ASSIGNED TASK: Return the lines below that contain the word "instead".

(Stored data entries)
━━━━━━
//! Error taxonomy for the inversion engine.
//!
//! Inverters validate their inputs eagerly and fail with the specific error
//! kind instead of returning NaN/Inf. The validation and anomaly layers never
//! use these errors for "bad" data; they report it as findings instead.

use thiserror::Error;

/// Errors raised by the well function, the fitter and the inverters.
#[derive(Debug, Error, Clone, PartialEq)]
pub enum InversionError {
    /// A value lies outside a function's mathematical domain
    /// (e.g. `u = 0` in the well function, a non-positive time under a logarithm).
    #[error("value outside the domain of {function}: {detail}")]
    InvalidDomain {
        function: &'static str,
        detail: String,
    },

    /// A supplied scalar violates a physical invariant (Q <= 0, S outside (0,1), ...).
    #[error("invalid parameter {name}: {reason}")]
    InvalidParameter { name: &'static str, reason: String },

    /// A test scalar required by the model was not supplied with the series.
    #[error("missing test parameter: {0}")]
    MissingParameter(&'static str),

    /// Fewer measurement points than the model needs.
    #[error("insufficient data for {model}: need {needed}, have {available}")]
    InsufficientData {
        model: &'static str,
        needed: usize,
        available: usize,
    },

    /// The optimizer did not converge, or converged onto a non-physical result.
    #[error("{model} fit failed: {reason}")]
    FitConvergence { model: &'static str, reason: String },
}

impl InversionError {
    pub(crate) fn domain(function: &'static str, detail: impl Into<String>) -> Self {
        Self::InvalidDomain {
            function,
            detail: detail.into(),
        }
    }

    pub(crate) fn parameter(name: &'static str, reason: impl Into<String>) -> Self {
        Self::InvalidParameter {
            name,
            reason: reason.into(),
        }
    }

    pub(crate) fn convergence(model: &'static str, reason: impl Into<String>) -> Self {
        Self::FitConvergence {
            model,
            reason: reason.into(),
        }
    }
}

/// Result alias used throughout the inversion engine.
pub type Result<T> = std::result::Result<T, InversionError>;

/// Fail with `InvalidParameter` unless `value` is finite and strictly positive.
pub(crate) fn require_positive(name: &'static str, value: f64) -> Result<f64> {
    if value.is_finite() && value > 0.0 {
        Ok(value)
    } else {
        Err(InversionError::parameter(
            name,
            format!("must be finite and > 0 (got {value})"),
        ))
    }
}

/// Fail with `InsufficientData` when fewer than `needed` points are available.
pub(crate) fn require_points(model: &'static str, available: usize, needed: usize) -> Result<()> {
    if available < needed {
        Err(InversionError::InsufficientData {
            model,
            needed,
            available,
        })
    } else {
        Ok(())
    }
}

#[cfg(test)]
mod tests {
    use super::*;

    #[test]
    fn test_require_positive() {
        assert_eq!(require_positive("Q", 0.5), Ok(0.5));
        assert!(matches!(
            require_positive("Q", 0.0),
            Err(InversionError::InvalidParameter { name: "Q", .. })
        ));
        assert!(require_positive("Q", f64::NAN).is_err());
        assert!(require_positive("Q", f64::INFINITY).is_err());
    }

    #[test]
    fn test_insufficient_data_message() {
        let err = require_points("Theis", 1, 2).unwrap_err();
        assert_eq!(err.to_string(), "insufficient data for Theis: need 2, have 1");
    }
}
━━━━━━
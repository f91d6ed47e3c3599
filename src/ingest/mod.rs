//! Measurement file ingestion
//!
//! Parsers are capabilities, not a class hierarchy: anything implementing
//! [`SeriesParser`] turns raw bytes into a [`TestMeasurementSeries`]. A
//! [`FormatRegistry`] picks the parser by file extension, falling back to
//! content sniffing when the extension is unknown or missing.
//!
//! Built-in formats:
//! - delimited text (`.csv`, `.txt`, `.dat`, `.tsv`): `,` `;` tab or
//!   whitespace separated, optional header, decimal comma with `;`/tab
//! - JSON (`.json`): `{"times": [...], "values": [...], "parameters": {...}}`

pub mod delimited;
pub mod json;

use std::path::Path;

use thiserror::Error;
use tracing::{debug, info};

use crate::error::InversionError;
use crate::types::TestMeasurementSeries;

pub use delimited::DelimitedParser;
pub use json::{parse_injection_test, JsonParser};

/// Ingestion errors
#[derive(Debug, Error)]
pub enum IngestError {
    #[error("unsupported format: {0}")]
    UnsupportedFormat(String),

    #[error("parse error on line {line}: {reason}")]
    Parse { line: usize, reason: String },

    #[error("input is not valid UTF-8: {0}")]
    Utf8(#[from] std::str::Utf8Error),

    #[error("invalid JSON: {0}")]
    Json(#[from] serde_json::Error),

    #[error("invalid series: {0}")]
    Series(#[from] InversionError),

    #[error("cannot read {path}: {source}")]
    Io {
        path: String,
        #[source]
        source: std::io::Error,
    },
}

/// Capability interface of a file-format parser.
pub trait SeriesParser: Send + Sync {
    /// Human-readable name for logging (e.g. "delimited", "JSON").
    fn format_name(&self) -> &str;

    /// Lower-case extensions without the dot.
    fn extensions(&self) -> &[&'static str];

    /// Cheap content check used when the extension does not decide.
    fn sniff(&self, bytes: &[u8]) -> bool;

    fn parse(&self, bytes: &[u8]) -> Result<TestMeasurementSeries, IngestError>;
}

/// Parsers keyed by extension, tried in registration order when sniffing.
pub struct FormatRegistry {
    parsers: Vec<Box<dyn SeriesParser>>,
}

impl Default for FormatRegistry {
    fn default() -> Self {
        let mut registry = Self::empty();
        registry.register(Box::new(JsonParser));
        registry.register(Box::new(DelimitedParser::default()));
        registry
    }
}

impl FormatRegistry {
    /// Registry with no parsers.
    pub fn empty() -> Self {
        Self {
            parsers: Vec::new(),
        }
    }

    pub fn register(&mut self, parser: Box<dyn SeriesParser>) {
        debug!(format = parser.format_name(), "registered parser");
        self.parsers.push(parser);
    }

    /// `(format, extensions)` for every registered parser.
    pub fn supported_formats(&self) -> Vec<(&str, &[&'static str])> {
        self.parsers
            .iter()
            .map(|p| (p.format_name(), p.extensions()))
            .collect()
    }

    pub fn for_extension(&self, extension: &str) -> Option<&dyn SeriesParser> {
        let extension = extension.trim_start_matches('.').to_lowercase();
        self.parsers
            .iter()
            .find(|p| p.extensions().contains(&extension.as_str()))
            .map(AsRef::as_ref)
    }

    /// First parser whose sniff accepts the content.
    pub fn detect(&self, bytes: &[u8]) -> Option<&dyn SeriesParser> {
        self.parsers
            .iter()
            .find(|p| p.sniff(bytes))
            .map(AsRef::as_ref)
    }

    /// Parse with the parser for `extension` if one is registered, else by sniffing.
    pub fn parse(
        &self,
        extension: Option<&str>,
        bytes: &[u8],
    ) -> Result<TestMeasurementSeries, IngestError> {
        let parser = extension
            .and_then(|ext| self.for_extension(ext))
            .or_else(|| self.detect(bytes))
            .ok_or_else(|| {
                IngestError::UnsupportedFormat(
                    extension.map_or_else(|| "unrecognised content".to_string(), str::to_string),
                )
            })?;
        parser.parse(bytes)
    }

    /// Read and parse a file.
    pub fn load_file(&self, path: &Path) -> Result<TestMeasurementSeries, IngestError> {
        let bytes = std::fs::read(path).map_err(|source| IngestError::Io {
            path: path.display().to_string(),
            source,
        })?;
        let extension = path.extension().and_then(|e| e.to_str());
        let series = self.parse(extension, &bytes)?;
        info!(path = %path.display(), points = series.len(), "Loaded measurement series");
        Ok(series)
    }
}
━━━━━━
RESPONSE TO THE TASK:
//! kind instead of returning NaN/Inf. The validation and anomaly layers never
//! use these errors for "bad" data; they report it as findings instead.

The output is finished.